• _Work to be completed_: Copy out the data below verbatim.

• _Data excerpts_:
###

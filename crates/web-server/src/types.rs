// In crates/web-server/src/types.rs

use serde::{Deserialize, Serialize};

pub const DEFAULT_PAGE_SIZE: u32 = 50;
pub const MAX_PAGE_SIZE: u32 = 200;

/// One page of a newest-first listing.
#[derive(Debug, Serialize)]
#[serde(rename_all = "camelCase")]
pub struct Page<T> {
    pub items: Vec<T>,
    pub total_items: i64,
    pub total_pages: i64,
    pub page: u32,
    pub page_size: u32,
}

impl<T> Page<T> {
    pub fn new(items: Vec<T>, total_items: i64, query: &PageQuery) -> Self {
        let size = i64::from(query.page_size);
        Self {
            items,
            total_items,
            total_pages: (total_items + size - 1) / size,
            page: query.page,
            page_size: query.page_size,
        }
    }
}

/// `?page=&page_size=`; both optional, pages start at 1.
#[derive(Debug, Deserialize)]
pub struct PageQuery {
    #[serde(default = "first_page")]
    pub page: u32,
    #[serde(default = "default_page_size")]
    pub page_size: u32,
}

impl PageQuery {
    pub fn validate(&self) -> Result<(), String> {
        if self.page == 0 {
            return Err("page starts at 1".into());
        }
        if !(1..=MAX_PAGE_SIZE).contains(&self.page_size) {
            return Err(format!("page_size must be between 1 and {MAX_PAGE_SIZE}"));
        }
        Ok(())
    }
}

fn first_page() -> u32 {
    1
}

fn default_page_size() -> u32 {
    DEFAULT_PAGE_SIZE
}
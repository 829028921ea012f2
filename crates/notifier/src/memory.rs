// In crates/notifier/src/memory.rs

use std::sync::atomic::{AtomicBool, Ordering};

use async_trait::async_trait;
use chrono::{DateTime, Utc};
use core_types::{NewNotification, Notification};
use tokio::sync::Mutex;

use crate::{Error, NotificationSink, Result};

/// A process-local sink for dry runs and tests.
///
/// Ids start at 1 and `created_at` never goes backwards, even if the wall
/// clock does.
#[derive(Debug, Default)]
pub struct InMemorySink {
    state: Mutex<MemoryState>,
    fail_writes: AtomicBool,
}

#[derive(Debug, Default)]
struct MemoryState {
    notifications: Vec<Notification>,
    last_created_at: Option<DateTime<Utc>>,
}

impl InMemorySink {
    pub fn new() -> Self {
        Self::default()
    }

    /// Makes every following write fail with `PersistenceFailure`.
    pub fn fail_writes(&self, fail: bool) {
        self.fail_writes.store(fail, Ordering::SeqCst);
    }

    /// All stored notifications in insertion order.
    pub async fn notifications(&self) -> Vec<Notification> {
        self.state.lock().await.notifications.clone()
    }
}

#[async_trait]
impl NotificationSink for InMemorySink {
    fn name(&self) -> &'static str {
        "InMemory"
    }

    async fn persist(&self, notification: NewNotification) -> Result<Notification> {
        if self.fail_writes.load(Ordering::SeqCst) {
            return Err(Error::PersistenceFailure {
                sink: self.name(),
                reason: "writes are disabled".into(),
            });
        }

        let mut state = self.state.lock().await;
        let now = Utc::now();
        let created_at = match state.last_created_at {
            Some(last) if last > now => last,
            _ => now,
        };
        let id = state.notifications.len() as i64 + 1;

        let stored = Notification::from_new(notification, id, created_at);
        state.last_created_at = Some(created_at);
        state.notifications.push(stored.clone());
        Ok(stored)
    }
}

###

• _Solution to this exercise_:
filename crates/web-server/src/types.rs
// In crates/web-server/src/types.rs

use serde::{Deserialize, Serialize};

pub const DEFAULT_PAGE_SIZE: u32 = 50;
pub const MAX_PAGE_SIZE: u32 = 200;

/// One page of a newest-first listing.
#[derive(Debug, Serialize)]
#[serde(rename_all = "camelCase")]
pub struct Page<T> {
    pub items: Vec<T>,
    pub total_items: i64,
    pub total_pages: i64,
    pub page: u32,
    pub page_size: u32,
}

impl<T> Page<T> {
    pub fn new(items: Vec<T>, total_items: i64, query: &PageQuery) -> Self {
        let size = i64::from(query.page_size);
        Self {
            items,
            total_items,
            total_pages: (total_items + size - 1) / size,
            page: query.page,
            page_size: query.page_size,
        }
    }
}

/// `?page=&page_size=`; both optional, pages start at 1.
#[derive(Debug, Deserialize)]
pub struct PageQuery {
    #[serde(default = "first_page")]
    pub page: u32,
    #[serde(default = "default_page_size")]
    pub page_size: u32,
}

impl PageQuery {
    pub fn validate(&self) -> Result<(), String> {
        if self.page == 0 {
            return Err("page starts at 1".into());
        }
        if !(1..=MAX_PAGE_SIZE).contains(&self.page_size) {
            return Err(format!("page_size must be between 1 and {MAX_PAGE_SIZE}"));
        }
        Ok(())
    }
}

fn first_page() -> u32 {
    1
}

fn default_page_size() -> u32 {
    DEFAULT_PAGE_SIZE
}
repository 829028921ea012f2
filename crates/notifier/src/memory.rs
// In crates/notifier/src/memory.rs

use std::sync::atomic::{AtomicBool, Ordering};

use async_trait::async_trait;
use chrono::{DateTime, Utc};
use core_types::{NewNotification, Notification};
use tokio::sync::Mutex;

use crate::{Error, NotificationSink, Result};

/// A process-local sink for dry runs and tests.
///
/// Ids start at 1 and `created_at` never goes backwards, even if the wall
/// clock does.
#[derive(Debug, Default)]
pub struct InMemorySink {
    state: Mutex<MemoryState>,
    fail_writes: AtomicBool,
}

#[derive(Debug, Default)]
struct MemoryState {
    notifications: Vec<Notification>,
    last_created_at: Option<DateTime<Utc>>,
}

impl InMemorySink {
    pub fn new() -> Self {
        Self::default()
    }

    /// Makes every following write fail with `PersistenceFailure`.
    pub fn fail_writes(&self, fail: bool) {
        self.fail_writes.store(fail, Ordering::SeqCst);
    }

    /// All stored notifications in insertion order.
    pub async fn notifications(&self) -> Vec<Notification> {
        self.state.lock().await.notifications.clone()
    }
}

#[async_trait]
impl NotificationSink for InMemorySink {
    fn name(&self) -> &'static str {
        "InMemory"
    }

    async fn persist(&self, notification: NewNotification) -> Result<Notification> {
        if self.fail_writes.load(Ordering::SeqCst) {
            return Err(Error::PersistenceFailure {
                sink: self.name(),
                reason: "writes are disabled".into(),
            });
        }

        let mut state = self.state.lock().await;
        let now = Utc::now();
        let created_at = match state.last_created_at {
            Some(last) if last > now => last,
            _ => now,
        };
        let id = state.notifications.len() as i64 + 1;

        let stored = Notification::from_new(notification, id, created_at);
        state.last_created_at = Some(created_at);
        state.notifications.push(stored.clone());
        Ok(stored)
    }
}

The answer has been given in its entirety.